#### Prompt
The response should be the data again, identical in every line.

#### Given entries
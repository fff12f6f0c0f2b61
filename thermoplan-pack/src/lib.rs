//! Zip-backed data pack archive for thermoplan.
//!
//! A data pack is a single portable zip file holding one JSON document per
//! entity at `category/id.json`, where the category directory comes from the
//! entity's [`thermoplan_model::ModelType`]. The pack is a plain key/value
//! store: it never interprets document contents beyond the `id` field, and it
//! never overwrites — a second write to an existing (category, id) is a
//! logged no-op, which is what makes graph persistence idempotent one layer
//! up.

mod error;
mod pack;

pub use error::{PackError, PackResult};
pub use pack::DataPack;
use std::collections::HashSet;

use serde_json::{Map, Value};
use tracing::{debug, warn};

use thermoplan_model::{ModelType, RootEntity, Symbol};
use thermoplan_pack::DataPack;

/// Builds an entity from its JSON document form.
///
/// The inverse of [`crate::ToDocument`]: reads the fields that
/// `write_fields` emits, treating anything missing or malformed as absent.
/// Implementations never fail — a document full of holes decodes into an
/// entity full of `None`s.
pub trait FromDocument: Sized {
    fn read_fields(doc: &Map<String, Value>, r: &mut JsonImport<'_>) -> Self;
}

/// Reference-resolving reader.
///
/// Bound to a [`DataPack`], reference structures are dereferenced by loading
/// the referenced document and decoding it recursively. The set of
/// (category, id) pairs currently being decoded guards against reference
/// cycles: re-entering one of them yields a stub decoded from the reference
/// structure itself (id and name survive, nothing else), which bounds the
/// recursion by the number of distinct documents.
pub struct JsonImport<'a> {
    pack: Option<&'a DataPack>,
    decoding: HashSet<(ModelType, String)>,
}

impl<'a> JsonImport<'a> {
    /// A reader without an archive; references decode to stubs.
    pub fn new() -> Self {
        Self {
            pack: None,
            decoding: HashSet::new(),
        }
    }

    /// A reader that resolves references against `pack`.
    pub fn from_pack(pack: &'a DataPack) -> Self {
        Self {
            pack: Some(pack),
            decoding: HashSet::new(),
        }
    }

    /// Decode a document in place, without any archive lookup for the
    /// document itself.
    pub fn entity<E: FromDocument>(&mut self, doc: &Map<String, Value>) -> E {
        E::read_fields(doc, self)
    }

    /// Load a root entity from the bound pack by id.
    ///
    /// `None` when no pack is bound or the pack holds no document at
    /// (category, id) — a normal outcome, not an error.
    pub fn load<E: RootEntity + FromDocument>(&mut self, id: &str) -> Option<E> {
        let pack = self.pack?;
        let doc = pack.read(E::TYPE, id)?;
        let key = (E::TYPE, id.to_string());
        self.decoding.insert(key.clone());
        let entity = self.entity::<E>(&doc);
        self.decoding.remove(&key);
        Some(entity)
    }

    // ── field helpers ────────────────────────────────────────────

    pub fn str_of(&self, doc: &Map<String, Value>, field: &str) -> Option<String> {
        doc.get(field)?.as_str().map(str::to_string)
    }

    pub fn f64_of(&self, doc: &Map<String, Value>, field: &str) -> Option<f64> {
        doc.get(field)?.as_f64()
    }

    pub fn i32_of(&self, doc: &Map<String, Value>, field: &str) -> Option<i32> {
        doc.get(field)?
            .as_i64()
            .and_then(|v| i32::try_from(v).ok())
    }

    /// Flags read absent as `false`.
    pub fn flag_of(&self, doc: &Map<String, Value>, field: &str) -> bool {
        doc.get(field).and_then(Value::as_bool).unwrap_or(false)
    }

    /// Raw numeric sequence; absent or non-array reads as empty.
    pub fn f64s_of(&self, doc: &Map<String, Value>, field: &str) -> Vec<f64> {
        match doc.get(field).and_then(Value::as_array) {
            Some(items) => items.iter().filter_map(Value::as_f64).collect(),
            None => Vec::new(),
        }
    }

    /// Decode an enumerated field; an unknown symbol is absent, never an
    /// error and never some default member.
    pub fn enum_of<S: Symbol>(&self, doc: &Map<String, Value>, field: &str) -> Option<S> {
        let symbol = doc.get(field)?.as_str()?;
        match S::from_symbol(symbol) {
            decoded @ Some(_) => decoded,
            None => {
                debug!(field, symbol, "unknown symbolic value treated as absent");
                None
            }
        }
    }

    /// Decode an inline value entity.
    pub fn value_of<E: FromDocument>(
        &mut self,
        doc: &Map<String, Value>,
        field: &str,
    ) -> Option<E> {
        let inline = doc.get(field)?.as_object()?;
        Some(self.entity(inline))
    }

    /// Decode a sequence of inline value entities; non-object elements are
    /// skipped.
    pub fn values_of<E: FromDocument>(&mut self, doc: &Map<String, Value>, field: &str) -> Vec<E> {
        let Some(items) = doc.get(field).and_then(Value::as_array) else {
            return Vec::new();
        };
        items
            .iter()
            .filter_map(Value::as_object)
            .map(|inline| self.entity(inline))
            .collect()
    }

    /// Dereference a single reference field.
    pub fn ref_of<R: RootEntity + FromDocument>(
        &mut self,
        doc: &Map<String, Value>,
        field: &str,
    ) -> Option<R> {
        let reference = doc.get(field)?.as_object()?;
        self.dereference(reference)
    }

    /// Dereference a sequence of references; unresolvable elements are
    /// dropped.
    pub fn refs_of<R: RootEntity + FromDocument>(
        &mut self,
        doc: &Map<String, Value>,
        field: &str,
    ) -> Vec<R> {
        let Some(items) = doc.get(field).and_then(Value::as_array) else {
            return Vec::new();
        };
        items
            .iter()
            .filter_map(Value::as_object)
            .filter_map(|reference| self.dereference(reference))
            .collect()
    }

    fn dereference<R: RootEntity + FromDocument>(
        &mut self,
        reference: &Map<String, Value>,
    ) -> Option<R> {
        let id = reference.get("id").and_then(Value::as_str)?.to_string();
        let Some(pack) = self.pack else {
            // No archive to resolve against; keep what the reference carries.
            return Some(self.entity(reference));
        };
        let key = (R::TYPE, id.clone());
        if self.decoding.contains(&key) {
            // This document is being decoded higher up the stack; a stub
            // breaks the cycle.
            return Some(self.entity(reference));
        }
        let Some(doc) = pack.read(R::TYPE, &id) else {
            warn!(category = %R::TYPE, id = %id, "referenced document missing from archive");
            return None;
        };
        self.decoding.insert(key.clone());
        let entity = self.entity::<R>(&doc);
        self.decoding.remove(&key);
        Some(entity)
    }
}

impl Default for JsonImport<'_> {
    fn default() -> Self {
        Self::new()
    }
}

#### Problem solution
repository fff12f6f0c0f2b61
filename thermoplan-pack/src/lib.rs
//! Zip-backed data pack archive for thermoplan.
//!
//! A data pack is a single portable zip file holding one JSON document per
//! entity at `category/id.json`, where the category directory comes from the
//! entity's [`thermoplan_model::ModelType`]. The pack is a plain key/value
//! store: it never interprets document contents beyond the `id` field, and it
//! never overwrites — a second write to an existing (category, id) is a
//! logged no-op, which is what makes graph persistence idempotent one layer
//! up.

mod error;
mod pack;

pub use error::{PackError, PackResult};
pub use pack::DataPack;
use std::collections::HashSet;

use serde_json::{Map, Value};
use tracing::{debug, warn};

use thermoplan_model::{ModelType, RootEntity, Symbol};
use thermoplan_pack::DataPack;

/// Builds an entity from its JSON document form.
///
/// The inverse of [`crate::ToDocument`]: reads the fields that
/// `write_fields` emits, treating anything missing or malformed as absent.
/// Implementations never fail — a document full of holes decodes into an
/// entity full of `None`s.
pub trait FromDocument: Sized {
    fn read_fields(doc: &Map<String, Value>, r: &mut JsonImport<'_>) -> Self;
}

/// Reference-resolving reader.
///
/// Bound to a [`DataPack`], reference structures are dereferenced by loading
/// the referenced document and decoding it recursively. The set of
/// (category, id) pairs currently being decoded guards against reference
/// cycles: re-entering one of them yields a stub decoded from the reference
/// structure itself (id and name survive, nothing else), which bounds the
/// recursion by the number of distinct documents.
pub struct JsonImport<'a> {
    pack: Option<&'a DataPack>,
    decoding: HashSet<(ModelType, String)>,
}

impl<'a> JsonImport<'a> {
    /// A reader without an archive; references decode to stubs.
    pub fn new() -> Self {
        Self {
            pack: None,
            decoding: HashSet::new(),
        }
    }

    /// A reader that resolves references against `pack`.
    pub fn from_pack(pack: &'a DataPack) -> Self {
        Self {
            pack: Some(pack),
            decoding: HashSet::new(),
        }
    }

    /// Decode a document in place, without any archive lookup for the
    /// document itself.
    pub fn entity<E: FromDocument>(&mut self, doc: &Map<String, Value>) -> E {
        E::read_fields(doc, self)
    }

    /// Load a root entity from the bound pack by id.
    ///
    /// `None` when no pack is bound or the pack holds no document at
    /// (category, id) — a normal outcome, not an error.
    pub fn load<E: RootEntity + FromDocument>(&mut self, id: &str) -> Option<E> {
        let pack = self.pack?;
        let doc = pack.read(E::TYPE, id)?;
        let key = (E::TYPE, id.to_string());
        self.decoding.insert(key.clone());
        let entity = self.entity::<E>(&doc);
        self.decoding.remove(&key);
        Some(entity)
    }

    // ── field helpers ────────────────────────────────────────────

    pub fn str_of(&self, doc: &Map<String, Value>, field: &str) -> Option<String> {
        doc.get(field)?.as_str().map(str::to_string)
    }

    pub fn f64_of(&self, doc: &Map<String, Value>, field: &str) -> Option<f64> {
        doc.get(field)?.as_f64()
    }

    pub fn i32_of(&self, doc: &Map<String, Value>, field: &str) -> Option<i32> {
        doc.get(field)?
            .as_i64()
            .and_then(|v| i32::try_from(v).ok())
    }

    /// Flags read absent as `false`.
    pub fn flag_of(&self, doc: &Map<String, Value>, field: &str) -> bool {
        doc.get(field).and_then(Value::as_bool).unwrap_or(false)
    }

    /// Raw numeric sequence; absent or non-array reads as empty.
    pub fn f64s_of(&self, doc: &Map<String, Value>, field: &str) -> Vec<f64> {
        match doc.get(field).and_then(Value::as_array) {
            Some(items) => items.iter().filter_map(Value::as_f64).collect(),
            None => Vec::new(),
        }
    }

    /// Decode an enumerated field; an unknown symbol is absent, never an
    /// error and never some default member.
    pub fn enum_of<S: Symbol>(&self, doc: &Map<String, Value>, field: &str) -> Option<S> {
        let symbol = doc.get(field)?.as_str()?;
        match S::from_symbol(symbol) {
            decoded @ Some(_) => decoded,
            None => {
                debug!(field, symbol, "unknown symbolic value treated as absent");
                None
            }
        }
    }

    /// Decode an inline value entity.
    pub fn value_of<E: FromDocument>(
        &mut self,
        doc: &Map<String, Value>,
        field: &str,
    ) -> Option<E> {
        let inline = doc.get(field)?.as_object()?;
        Some(self.entity(inline))
    }

    /// Decode a sequence of inline value entities; non-object elements are
    /// skipped.
    pub fn values_of<E: FromDocument>(&mut self, doc: &Map<String, Value>, field: &str) -> Vec<E> {
        let Some(items) = doc.get(field).and_then(Value::as_array) else {
            return Vec::new();
        };
        items
            .iter()
            .filter_map(Value::as_object)
            .map(|inline| self.entity(inline))
            .collect()
    }

    /// Dereference a single reference field.
    pub fn ref_of<R: RootEntity + FromDocument>(
        &mut self,
        doc: &Map<String, Value>,
        field: &str,
    ) -> Option<R> {
        let reference = doc.get(field)?.as_object()?;
        self.dereference(reference)
    }

    /// Dereference a sequence of references; unresolvable elements are
    /// dropped.
    pub fn refs_of<R: RootEntity + FromDocument>(
        &mut self,
        doc: &Map<String, Value>,
        field: &str,
    ) -> Vec<R> {
        let Some(items) = doc.get(field).and_then(Value::as_array) else {
            return Vec::new();
        };
        items
            .iter()
            .filter_map(Value::as_object)
            .filter_map(|reference| self.dereference(reference))
            .collect()
    }

    fn dereference<R: RootEntity + FromDocument>(
        &mut self,
        reference: &Map<String, Value>,
    ) -> Option<R> {
        let id = reference.get("id").and_then(Value::as_str)?.to_string();
        let Some(pack) = self.pack else {
            // No archive to resolve against; keep what the reference carries.
            return Some(self.entity(reference));
        };
        let key = (R::TYPE, id.clone());
        if self.decoding.contains(&key) {
            // This document is being decoded higher up the stack; a stub
            // breaks the cycle.
            return Some(self.entity(reference));
        }
        let Some(doc) = pack.read(R::TYPE, &id) else {
            warn!(category = %R::TYPE, id = %id, "referenced document missing from archive");
            return None;
        };
        self.decoding.insert(key.clone());
        let entity = self.entity::<R>(&doc);
        self.decoding.remove(&key);
        Some(entity)
    }
}

impl Default for JsonImport<'_> {
    fn default() -> Self {
        Self::new()
    }
}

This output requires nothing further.